2. Literature Review

Attack detection has always been a critical research area in the field of network security, which aimed at identifying network attacks by monitoring network traffic and user behavior to ensure network security and stability. In recent years, the increasing stealthiness of attack behaviors and the emergence of artificial counter-detection techniques have posed increasingly severe network security threats. In response to different types of attacks, the academic community has conducted extensive research, focusing on the following key aspects:

Feature selection and extraction algorithms: Wang et al. [3], 4] have utilized methods such as Bayesian networks and voting mechanisms to select features, yielding favorable results in specific attack scenarios. Hu et al. [5] have proposed a two-stage deep feature selection algorithm for selecting feature subsets, which effectively extracts optimal feature subsets and enhances classification accuracy.

Anomaly detection algorithms: Anton et al. [6] have applied classical machine learning methods to anomaly detection, but these approaches are not effective in detecting new attack types. Cheng et al. [7] have introduced a tuned random forest algorithm for anomaly detection, which exhibits high data requirements and is significantly affected by noise values. He et al. [8–10] have conducted dimensionality reduction and anomaly detection on data using feature clustering methods and support vector machines. These methods demonstrate good detection performance for small-sample datasets but may not be ideal for large sample datasets.

Deep learning algorithms: Lin et al. [11] proposed a deep learning-based intrusion detection model that incorporates both spatial and temporal features of network intrusions, achieving notable performance on the dataset.

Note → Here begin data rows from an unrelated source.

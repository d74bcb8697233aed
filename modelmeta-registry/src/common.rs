//! Fields injected into every model object type.
//!
//! The ids are fixed and shared across all types so that search and
//! persistence code can address e.g. the create date of any object without
//! knowing its type.

use crate::descriptor::Versioning;
use modelmeta_fields::FieldMetaData;
use modelmeta_types::{FieldId, LocalizedText, TypeRef};

pub const DOCUMENT_ID: FieldId = FieldId::from_static("modelobject.documentId");
pub const TYPE_NAME: FieldId = FieldId::from_static("modelobject.typeName");
pub const TYPE_CODE: FieldId = FieldId::from_static("modelobject.typeCode");
pub const FACET_TYPE_CODES: FieldId = FieldId::from_static("modelobject.facetTypeCodes");
pub const OID: FieldId = FieldId::from_static("modelobject.oid");
pub const ID: FieldId = FieldId::from_static("modelobject.id");
pub const ENTITY_VERSION: FieldId = FieldId::from_static("modelobject.entityVersion");
pub const CREATE_DATE: FieldId = FieldId::from_static("modelobject.createDate");
pub const CREATOR: FieldId = FieldId::from_static("modelobject.creator");
pub const LAST_UPDATE_DATE: FieldId = FieldId::from_static("modelobject.lastUpdateDate");
pub const LAST_UPDATOR: FieldId = FieldId::from_static("modelobject.lastUpdator");

/// Injected only into versionable types.
pub const VERSION_INDEPENDENT_OID: FieldId =
    FieldId::from_static("modelobject.versionIndependentOid");
pub const VERSION_OID: FieldId = FieldId::from_static("modelobject.versionOid");

/// Number of fields returned by [`common_fields`].
pub const COMMON_FIELD_COUNT: usize = 11;

/// Number of fields returned by [`version_fields`].
pub const VERSION_FIELD_COUNT: usize = 2;

/// The eleven fields every model object type carries. `oid_type` is the
/// type's primary identifier type.
#[must_use]
pub fn common_fields(oid_type: TypeRef) -> Vec<FieldMetaData> {
    vec![
        FieldMetaData::for_id(DOCUMENT_ID)
            .with_name(LocalizedText::en("Document id"))
            .with_no_description()
            .for_string_field()
            .search_engine()
            .stored()
            .indexed()
            .not_tokenized()
            .with_default_boosting(),
        FieldMetaData::for_id(TYPE_NAME)
            .with_name(LocalizedText::en("Type name"))
            .with_no_description()
            .for_type_reference_field()
            .search_engine()
            .stored()
            .not_indexed(),
        FieldMetaData::for_id(TYPE_CODE)
            .with_name(LocalizedText::en("Type code"))
            .with_no_description()
            .for_long_field()
            .search_engine()
            .stored()
            .indexed()
            .with_default_boosting(),
        FieldMetaData::for_id(FACET_TYPE_CODES)
            .with_name(LocalizedText::en("Facet type codes"))
            .with_description(LocalizedText::en(
                "Type codes of every facet the object implements",
            ))
            .for_collection_field(TypeRef::of::<i64>())
            .search_engine()
            .stored()
            .indexed()
            .not_tokenized()
            .with_default_boosting(),
        FieldMetaData::for_id(OID)
            .with_name(LocalizedText::en("OID"))
            .with_no_description()
            .for_oid_field(oid_type)
            .search_engine()
            .not_indexed(),
        FieldMetaData::for_id(ID)
            .with_name(LocalizedText::en("Id"))
            .with_no_description()
            .for_long_field()
            .search_engine()
            .stored()
            .indexed()
            .with_default_boosting(),
        FieldMetaData::for_id(ENTITY_VERSION)
            .with_name(LocalizedText::en("Entity version"))
            .with_description(LocalizedText::en("Optimistic locking counter"))
            .for_long_field()
            .search_engine()
            .stored()
            .not_indexed(),
        FieldMetaData::for_id(CREATE_DATE)
            .with_name(LocalizedText::en("Create date"))
            .with_no_description()
            .for_date_field()
            .search_engine()
            .stored()
            .indexed()
            .with_default_boosting(),
        // OID kinds are always stored, so principal references are indexed
        // in their rendered form.
        FieldMetaData::for_id(CREATOR)
            .with_name(LocalizedText::en("Creator"))
            .with_no_description()
            .for_string_field()
            .search_engine()
            .not_stored()
            .indexed()
            .not_tokenized()
            .with_default_boosting(),
        FieldMetaData::for_id(LAST_UPDATE_DATE)
            .with_name(LocalizedText::en("Last update date"))
            .with_no_description()
            .for_date_field()
            .search_engine()
            .stored()
            .indexed()
            .with_default_boosting(),
        FieldMetaData::for_id(LAST_UPDATOR)
            .with_name(LocalizedText::en("Last updator"))
            .with_no_description()
            .for_string_field()
            .search_engine()
            .not_stored()
            .indexed()
            .not_tokenized()
            .with_default_boosting(),
    ]
}

/// The two identity fields of a versionable type.
#[must_use]
pub fn version_fields(versioning: Versioning) -> Vec<FieldMetaData> {
    vec![
        FieldMetaData::for_id(VERSION_INDEPENDENT_OID)
            .with_name(LocalizedText::en("Version independent OID"))
            .with_no_description()
            .for_oid_field(versioning.version_independent_oid)
            .search_engine()
            .not_indexed(),
        FieldMetaData::for_id(VERSION_OID)
            .with_name(LocalizedText::en("Version OID"))
            .with_no_description()
            .for_oid_field(versioning.version_oid)
            .search_engine()
            .not_indexed(),
    ]
}

/// Whether `id` is one of the injected field ids.
#[must_use]
pub fn is_common_field(id: &FieldId) -> bool {
    [
        DOCUMENT_ID,
        TYPE_NAME,
        TYPE_CODE,
        FACET_TYPE_CODES,
        OID,
        ID,
        ENTITY_VERSION,
        CREATE_DATE,
        CREATOR,
        LAST_UPDATE_DATE,
        LAST_UPDATOR,
        VERSION_INDEPENDENT_OID,
        VERSION_OID,
    ]
    .iter()
    .any(|common| common == id)
}
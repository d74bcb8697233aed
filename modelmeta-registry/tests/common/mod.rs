//! Shared fixtures: a small `crm` domain with facets, plus broken
//! descriptor sets for the failure paths.

#![allow(dead_code)]

use modelmeta_fields::FieldMetaData;
use modelmeta_registry::{
    DescriptorTable, MetadataDescriptor, MetadataRegistry, TypeDescriptor, common,
};
use modelmeta_types::{FieldId, LocalizedText, TypeRef};

modelmeta_types::model_object_id! {
    pub struct ContactId;
}

modelmeta_types::model_object_id! {
    pub struct CompanyId;
}

modelmeta_types::model_object_id! {
    pub struct DocumentId;
}

modelmeta_types::model_object_id! {
    pub struct DocumentVersionId;
}

modelmeta_types::model_object_id! {
    pub struct FacetId;
}

// ── Model types ──────────────────────────────────────────────────

pub struct Contact;
pub struct Company;
pub struct Document;
pub struct Auditable;
pub struct Taggable;

/// Capability declared by `Contact` without metadata of its own.
pub struct Searchable;

pub const CONTACT_CODE: i64 = 100;
pub const COMPANY_CODE: i64 = 101;
pub const DOCUMENT_CODE: i64 = 102;
pub const AUDITABLE_CODE: i64 = 900;
pub const TAGGABLE_CODE: i64 = 901;

pub const CONTACT_NAME: FieldId = FieldId::from_static("crm.contact.name");
pub const CONTACT_EMAIL: FieldId = FieldId::from_static("crm.contact.email");
pub const COMPANY_NAME: FieldId = FieldId::from_static("crm.company.name");
pub const DOCUMENT_TITLE: FieldId = FieldId::from_static("crm.document.title");
pub const REVIEWED_BY: FieldId = FieldId::from_static("audit.reviewedBy");
pub const TAG_LABELS: FieldId = FieldId::from_static("tags.labels");

fn text_field(id: FieldId) -> FieldMetaData {
    let name = LocalizedText::en(id.as_str().to_string());
    FieldMetaData::for_id(id)
        .with_name(name)
        .with_no_description()
        .for_string_field()
        .search_engine()
        .stored()
        .indexed()
        .tokenized()
        .with_default_boosting()
}

// ── Descriptors ──────────────────────────────────────────────────

pub struct ContactMetadata;

impl MetadataDescriptor for ContactMetadata {
    type ModelObject = Contact;
    const NAMESPACE: &'static str = "crm";

    fn describe() -> TypeDescriptor {
        TypeDescriptor::new(CONTACT_CODE, TypeRef::of::<ContactId>())
            .with_facet(TypeRef::of::<Taggable>())
            .with_facet(TypeRef::of::<Auditable>())
            .with_capability(TypeRef::of::<Searchable>())
            .with_field(text_field(CONTACT_NAME))
            .with_field(
                FieldMetaData::for_id(CONTACT_EMAIL)
                    .with_name(LocalizedText::en("E-mail"))
                    .with_description(LocalizedText::en("Primary e-mail address"))
                    .for_string_field()
                    .search_engine()
                    .stored()
                    .indexed()
                    .not_tokenized()
                    .with_boosting(2.0),
            )
    }
}

pub struct CompanyMetadata;

impl MetadataDescriptor for CompanyMetadata {
    type ModelObject = Company;
    const NAMESPACE: &'static str = "crm";

    fn describe() -> TypeDescriptor {
        TypeDescriptor::new(COMPANY_CODE, TypeRef::of::<CompanyId>())
            .with_facet(TypeRef::of::<Taggable>())
            .with_field(text_field(COMPANY_NAME))
    }
}

pub struct DocumentMetadata;

impl MetadataDescriptor for DocumentMetadata {
    type ModelObject = Document;
    const NAMESPACE: &'static str = "crm";

    fn describe() -> TypeDescriptor {
        TypeDescriptor::new(DOCUMENT_CODE, TypeRef::of::<DocumentId>())
            .versionable(
                TypeRef::of::<DocumentId>(),
                TypeRef::of::<DocumentVersionId>(),
            )
            .with_field(text_field(DOCUMENT_TITLE))
    }
}

pub struct AuditableMetadata;

impl MetadataDescriptor for AuditableMetadata {
    type ModelObject = Auditable;
    const NAMESPACE: &'static str = "facets";

    fn describe() -> TypeDescriptor {
        TypeDescriptor::new(AUDITABLE_CODE, TypeRef::of::<FacetId>()).with_field(
            FieldMetaData::for_id(REVIEWED_BY)
                .with_name(LocalizedText::en("Reviewed by"))
                .with_no_description()
                .for_oid_field(TypeRef::of::<ContactId>())
                .search_engine()
                .indexed()
                .with_default_boosting(),
        )
    }
}

/// Taggable objects are auditable too.
pub struct TaggableMetadata;

impl MetadataDescriptor for TaggableMetadata {
    type ModelObject = Taggable;
    const NAMESPACE: &'static str = "facets";

    fn describe() -> TypeDescriptor {
        TypeDescriptor::new(TAGGABLE_CODE, TypeRef::of::<FacetId>())
            .with_facet(TypeRef::of::<Auditable>())
            .with_field(
                FieldMetaData::for_id(TAG_LABELS)
                    .with_name(LocalizedText::en("Labels"))
                    .with_no_description()
                    .for_collection_field(TypeRef::of::<String>())
                    .search_engine()
                    .stored()
                    .indexed()
                    .tokenized()
                    .with_default_boosting(),
            )
    }
}

// ── Broken descriptors ───────────────────────────────────────────

/// Second descriptor for `Contact`.
pub struct RivalContactMetadata;

impl MetadataDescriptor for RivalContactMetadata {
    type ModelObject = Contact;
    const NAMESPACE: &'static str = "crm";

    fn describe() -> TypeDescriptor {
        TypeDescriptor::new(CONTACT_CODE, TypeRef::of::<ContactId>())
    }
}

pub struct Invoice;
pub struct Receipt;

pub struct InvoiceMetadata;

impl MetadataDescriptor for InvoiceMetadata {
    type ModelObject = Invoice;
    const NAMESPACE: &'static str = "billing";

    fn describe() -> TypeDescriptor {
        TypeDescriptor::new(500, TypeRef::of::<FacetId>())
    }
}

/// Reuses the invoice type code.
pub struct ReceiptMetadata;

impl MetadataDescriptor for ReceiptMetadata {
    type ModelObject = Receipt;
    const NAMESPACE: &'static str = "billing";

    fn describe() -> TypeDescriptor {
        TypeDescriptor::new(500, TypeRef::of::<FacetId>())
    }
}

pub struct Left;
pub struct Right;

pub struct LeftMetadata;

impl MetadataDescriptor for LeftMetadata {
    type ModelObject = Left;
    const NAMESPACE: &'static str = "cyclic";

    fn describe() -> TypeDescriptor {
        TypeDescriptor::new(700, TypeRef::of::<FacetId>()).with_facet(TypeRef::of::<Right>())
    }
}

pub struct RightMetadata;

impl MetadataDescriptor for RightMetadata {
    type ModelObject = Right;
    const NAMESPACE: &'static str = "cyclic";

    fn describe() -> TypeDescriptor {
        TypeDescriptor::new(701, TypeRef::of::<FacetId>()).with_facet(TypeRef::of::<Left>())
    }
}

pub struct Shadow;

/// Redefines a common field.
pub struct ShadowMetadata;

impl MetadataDescriptor for ShadowMetadata {
    type ModelObject = Shadow;
    const NAMESPACE: &'static str = "broken";

    fn describe() -> TypeDescriptor {
        TypeDescriptor::new(800, TypeRef::of::<FacetId>()).with_field(text_field(common::CREATOR))
    }
}

/// Model type referenced as a facet but never registered.
pub struct Unregistered;

pub struct OrphanFacetHolder;

pub struct OrphanFacetHolderMetadata;

impl MetadataDescriptor for OrphanFacetHolderMetadata {
    type ModelObject = OrphanFacetHolder;
    const NAMESPACE: &'static str = "broken";

    fn describe() -> TypeDescriptor {
        TypeDescriptor::new(801, TypeRef::of::<FacetId>())
            .with_facet(TypeRef::of::<Unregistered>())
    }
}

// ── Helpers ──────────────────────────────────────────────────────

/// The `crm` and `facets` namespaces.
pub fn crm_table() -> DescriptorTable {
    let mut table = DescriptorTable::new();
    table.register::<ContactMetadata>().unwrap();
    table.register::<CompanyMetadata>().unwrap();
    table.register::<DocumentMetadata>().unwrap();
    table.register::<AuditableMetadata>().unwrap();
    table.register::<TaggableMetadata>().unwrap();
    table
}

pub fn crm_registry() -> MetadataRegistry {
    init_tracing();
    MetadataRegistry::new(crm_table())
}

pub fn init_tracing() {
    let _ = tracing_subscriber::fmt()
        .with_env_filter(tracing_subscriber::EnvFilter::from_default_env())
        .with_test_writer()
        .try_init();
}
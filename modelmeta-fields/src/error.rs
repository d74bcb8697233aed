//! Error types for field descriptors.

use modelmeta_types::FieldId;
use thiserror::Error;

/// Result type alias using the crate's error type.
pub type Result<T> = std::result::Result<T, FieldError>;

#[derive(Debug, Error)]
pub enum FieldError {
    /// A value's runtime type does not match the field's kind or data type.
    #[error("field '{field}' expects a {expected} value, got {actual}")]
    ValueKindMismatch {
        field: FieldId,
        expected: String,
        actual: String,
    },

    /// A leaf-only operation was attempted on a dependent-object field.
    #[error("field '{field}' is a dependent object group and does not support {operation}")]
    CompoundFieldMisuse {
        field: FieldId,
        operation: &'static str,
    },

    #[error("invalid field record: {0}")]
    InvalidRecord(String),

    #[error(transparent)]
    Types(#[from] modelmeta_types::Error),
}
//! Registry settings, loaded from a TOML file.
//!
//! ```toml
//! reject_duplicate_type_codes = true
//! eager_namespaces = ["crm"]
//! ```

use crate::error::{RegistryError, Result};
use serde::{Deserialize, Serialize};
use std::path::Path;
use tracing::{info, warn};

#[derive(Debug, Clone, PartialEq, Eq, Serialize, Deserialize)]
#[serde(default)]
pub struct RegistryConfig {
    /// Fail when two model types share a type code instead of letting
    /// type-code lookup return whichever it finds first.
    pub reject_duplicate_type_codes: bool,
    /// Namespaces bootstrapped by [`MetadataRegistry::with_config`](crate::MetadataRegistry::with_config).
    pub eager_namespaces: Vec<String>,
}

impl Default for RegistryConfig {
    fn default() -> Self {
        Self {
            reject_duplicate_type_codes: true,
            eager_namespaces: Vec::new(),
        }
    }
}

impl RegistryConfig {
    pub fn from_toml_str(contents: &str) -> Result<Self> {
        toml::from_str(contents).map_err(|e| RegistryError::Config(e.to_string()))
    }

    /// Loads settings from `path`, falling back to defaults when the file is
    /// missing, unreadable or malformed.
    pub fn load_from(path: impl AsRef<Path>) -> Self {
        let path = path.as_ref();
        if !path.exists() {
            info!("No registry config found at {:?}, using defaults", path);
            return Self::default();
        }

        match std::fs::read_to_string(path) {
            Ok(contents) => match Self::from_toml_str(&contents) {
                Ok(config) => {
                    info!("Loaded registry config from {:?}", path);
                    config
                }
                Err(e) => {
                    warn!(
                        "Failed to parse registry config {:?}: {}. Falling back to defaults.",
                        path, e
                    );
                    Self::default()
                }
            },
            Err(e) => {
                warn!("Failed to read registry config {:?}: {}", path, e);
                Self::default()
            }
        }
    }
}
//! Conversion pipeline
//!
//! The pipeline owns an ordered list of [`Rewriter`] stages and runs them over one message body.
//! Between stages it splices once and carries the protected regions forward: code found by the
//! first stage and every replacement made by any stage are opaque to the stages after it.
//!
//! The default order is `code`, `links`, `emphasis`.

use std::ops::Range;

use tracing::debug;

use crate::boundary::BoundaryClassifier;
use crate::code::CodeGuard;
use crate::directory::Directory;
use crate::emphasis::EmphasisRewriter;
use crate::error::BabelError;
use crate::links::LinkRewriter;
use crate::options::ConversionOptions;
use crate::rewriter::Rewriter;
use crate::span::{shift_ranges, splice, Kind, Protected, Span};

/// Result of converting one message.
#[derive(Debug, Clone, Default, PartialEq, Eq)]
pub struct Conversion {
    pub text: String,
    /// Resolved user mentions in order of first appearance.
    pub mentioned_user_ids: Vec<String>,
    /// Whether the output contains a link or mail address.
    pub has_link: bool,
}

impl Conversion {
    fn record(&mut self, span: &Span) {
        match &span.kind {
            Kind::Link | Kind::Mailto => self.has_link = true,
            Kind::UserMention(id) => {
                if !self.mentioned_user_ids.contains(id) {
                    self.mentioned_user_ids.push(id.clone());
                }
            }
            Kind::Code
            | Kind::ChannelMention
            | Kind::BroadcastMention
            | Kind::GroupMention
            | Kind::Date
            | Kind::Emphasis(_) => {}
        }
    }
}

/// Ordered rewriter stages.
///
/// # Examples
///
/// ```ignore
/// let pipeline = Pipeline::default();
/// assert_eq!(pipeline.convert("*hi* <https://a.io|there>"), "**hi** [there](https://a.io)");
/// ```
pub struct Pipeline {
    stages: Vec<Box<dyn Rewriter>>,
}

impl Pipeline {
    /// A pipeline without stages; `convert` returns its input unchanged.
    pub fn new() -> Self {
        Pipeline { stages: Vec::new() }
    }

    /// Append a stage. Stages run in registration order.
    pub fn register<R: Rewriter + 'static>(&mut self, stage: R) {
        self.stages.push(Box::new(stage));
    }

    /// The stages `options` enable, with mentions resolved against `directory`.
    pub fn with_options(options: &ConversionOptions, directory: Directory) -> Self {
        let mut pipeline = Self::new();

        if options.protect_code {
            pipeline.register(CodeGuard);
        }
        if options.links {
            let links = if options.mentions {
                LinkRewriter::new(directory)
            } else {
                LinkRewriter::without_mentions()
            };
            pipeline.register(links);
        }
        if options.emphasis {
            pipeline.register(EmphasisRewriter::new(
                BoundaryClassifier::new(options.mention_prefixes.iter().copied()),
                options.italic_style,
            ));
        }

        pipeline
    }

    /// The default stages with an empty directory.
    pub fn with_defaults() -> Self {
        Self::with_options(&ConversionOptions::default(), Directory::default())
    }

    pub fn stage_names(&self) -> Vec<&str> {
        self.stages.iter().map(|stage| stage.name()).collect()
    }

    pub fn stages(&self) -> impl Iterator<Item = &dyn Rewriter> {
        self.stages.iter().map(|stage| stage.as_ref())
    }

    pub fn has(&self, name: &str) -> bool {
        self.stages.iter().any(|stage| stage.name() == name)
    }

    pub fn get(&self, name: &str) -> Result<&dyn Rewriter, BabelError> {
        self.stages()
            .find(|stage| stage.name() == name)
            .ok_or_else(|| BabelError::StageNotFound(name.to_string()))
    }

    /// Convert one message body.
    pub fn convert(&self, text: &str) -> String {
        self.run(text).text
    }

    /// Convert one message body and report what was found.
    pub fn run(&self, text: &str) -> Conversion {
        let mut conversion = Conversion::default();
        let mut current = text.to_string();
        let mut protected: Vec<Range<usize>> = Vec::new();

        for stage in &self.stages {
            let spans = stage.scan(&current, Protected::new(&protected));
            debug!(stage = stage.name(), spans = spans.len(), "rewriter stage");
            if spans.is_empty() {
                continue;
            }

            for span in &spans {
                conversion.record(span);
            }

            let spliced = splice(&current, &spans);
            let mut next = shift_ranges(&protected, &spans);
            next.extend(spliced.regions);
            next.sort_by_key(|range| (range.start, range.end));

            protected = next;
            current = spliced.text;
        }

        conversion.text = current;
        conversion
    }
}

impl Default for Pipeline {
    fn default() -> Self {
        Self::with_defaults()
    }
}

/// Convert one Slack message body with the default pipeline.
pub fn convert(text: &str) -> String {
    Pipeline::with_defaults().convert(text)
}
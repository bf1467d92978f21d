//! Marker boundary classification
//!
//! An emphasis marker only counts when the code point just outside it is not part of a word.
//! "Word" follows the usual `\w` notion over Unicode: letters, digits and `_`. Everything else,
//! including whitespace, line edges and any Unicode punctuation or quotation mark (`«`, `」`, `›`,
//! ...), is a valid boundary.
//!
//! A neighbour that is itself an emphasis marker is always a boundary, `_` included, so the
//! outer marker of `~a~_*b*_` closes the same way it does once `_*b*_` has become `***b***`.
//!
//! Italic openers have one extra rule: a left neighbour that introduces a mention (by default
//! `@`) rejects the opener, so `@_name_` keeps its underscores.

use crate::span::Style;

/// Characters that block an italic opener when they sit immediately to its left.
pub const DEFAULT_MENTION_PREFIXES: &[char] = &['@'];

/// Unicode letter, digit or underscore.
pub fn is_word_char(c: char) -> bool {
    c.is_alphanumeric() || c == '_'
}

/// Left boundary check using the default mention prefixes.
pub fn is_valid_left_boundary(c: Option<char>, style: Style) -> bool {
    left_boundary(c, style, DEFAULT_MENTION_PREFIXES)
}

/// Right boundary check. `None` stands for the end of the line or text.
pub fn is_valid_right_boundary(c: Option<char>, _style: Style) -> bool {
    c.map_or(true, |c| is_marker(c) || !is_word_char(c))
}

fn is_marker(c: char) -> bool {
    Style::from_marker(c).is_some()
}

fn left_boundary(c: Option<char>, style: Style, mention_prefixes: &[char]) -> bool {
    match c {
        None => true,
        Some(c) if is_marker(c) => true,
        Some(c) if is_word_char(c) => false,
        Some(c) => !(style == Style::Italic && mention_prefixes.contains(&c)),
    }
}

/// Boundary rules with a configurable set of mention prefixes.
#[derive(Debug, Clone, PartialEq, Eq)]
pub struct BoundaryClassifier {
    mention_prefixes: Vec<char>,
}

impl BoundaryClassifier {
    pub fn new(mention_prefixes: impl IntoIterator<Item = char>) -> Self {
        BoundaryClassifier {
            mention_prefixes: mention_prefixes.into_iter().collect(),
        }
    }

    pub fn mention_prefixes(&self) -> &[char] {
        &self.mention_prefixes
    }

    pub fn is_valid_left_boundary(&self, c: Option<char>, style: Style) -> bool {
        left_boundary(c, style, &self.mention_prefixes)
    }

    pub fn is_valid_right_boundary(&self, c: Option<char>, style: Style) -> bool {
        is_valid_right_boundary(c, style)
    }
}

impl Default for BoundaryClassifier {
    fn default() -> Self {
        Self::new(DEFAULT_MENTION_PREFIXES.iter().copied())
    }
}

Kumar and Sniha [12, 13] proposed a novel unified intrusion detection algorithm that uses information gain for feature selection but is limited in identifying a specific number of intrusion types. Wang et al. [14, 15] applied convolutional neural networks to network intrusion detection, demonstrating higher accuracy compared to traditional machine learning techniques. Tran et al. [16, 17] utilized DNN for fault detection in instant messaging and proposed an integrated IoT architecture based on deep neural networks, showcasing superior performance and ease of implementation compared to state-of-the-art algorithms. Additionally, statistical methods have been used to establish equivalence between Kalman filters and specific least squares regression problems, enabling the construction of robust Kalman filters for solving state estimation problems caused by various network attacks such as pulse, ramp, and DoS attacks [18].

Attack detection in e-commerce recommendation systems also falls under the domain of network attack detection. Its primary objective is to ensure fairness and stability within recommendation systems. With the widespread adoption of recommendation systems in e-commerce platforms, detecting attacks has become a prominent research issue for scholars [19]. Notable attacks that significantly impact recommendation systems include shilling attacks, group attacks, and the recently emerged “Ride Item’s Coattails” attack.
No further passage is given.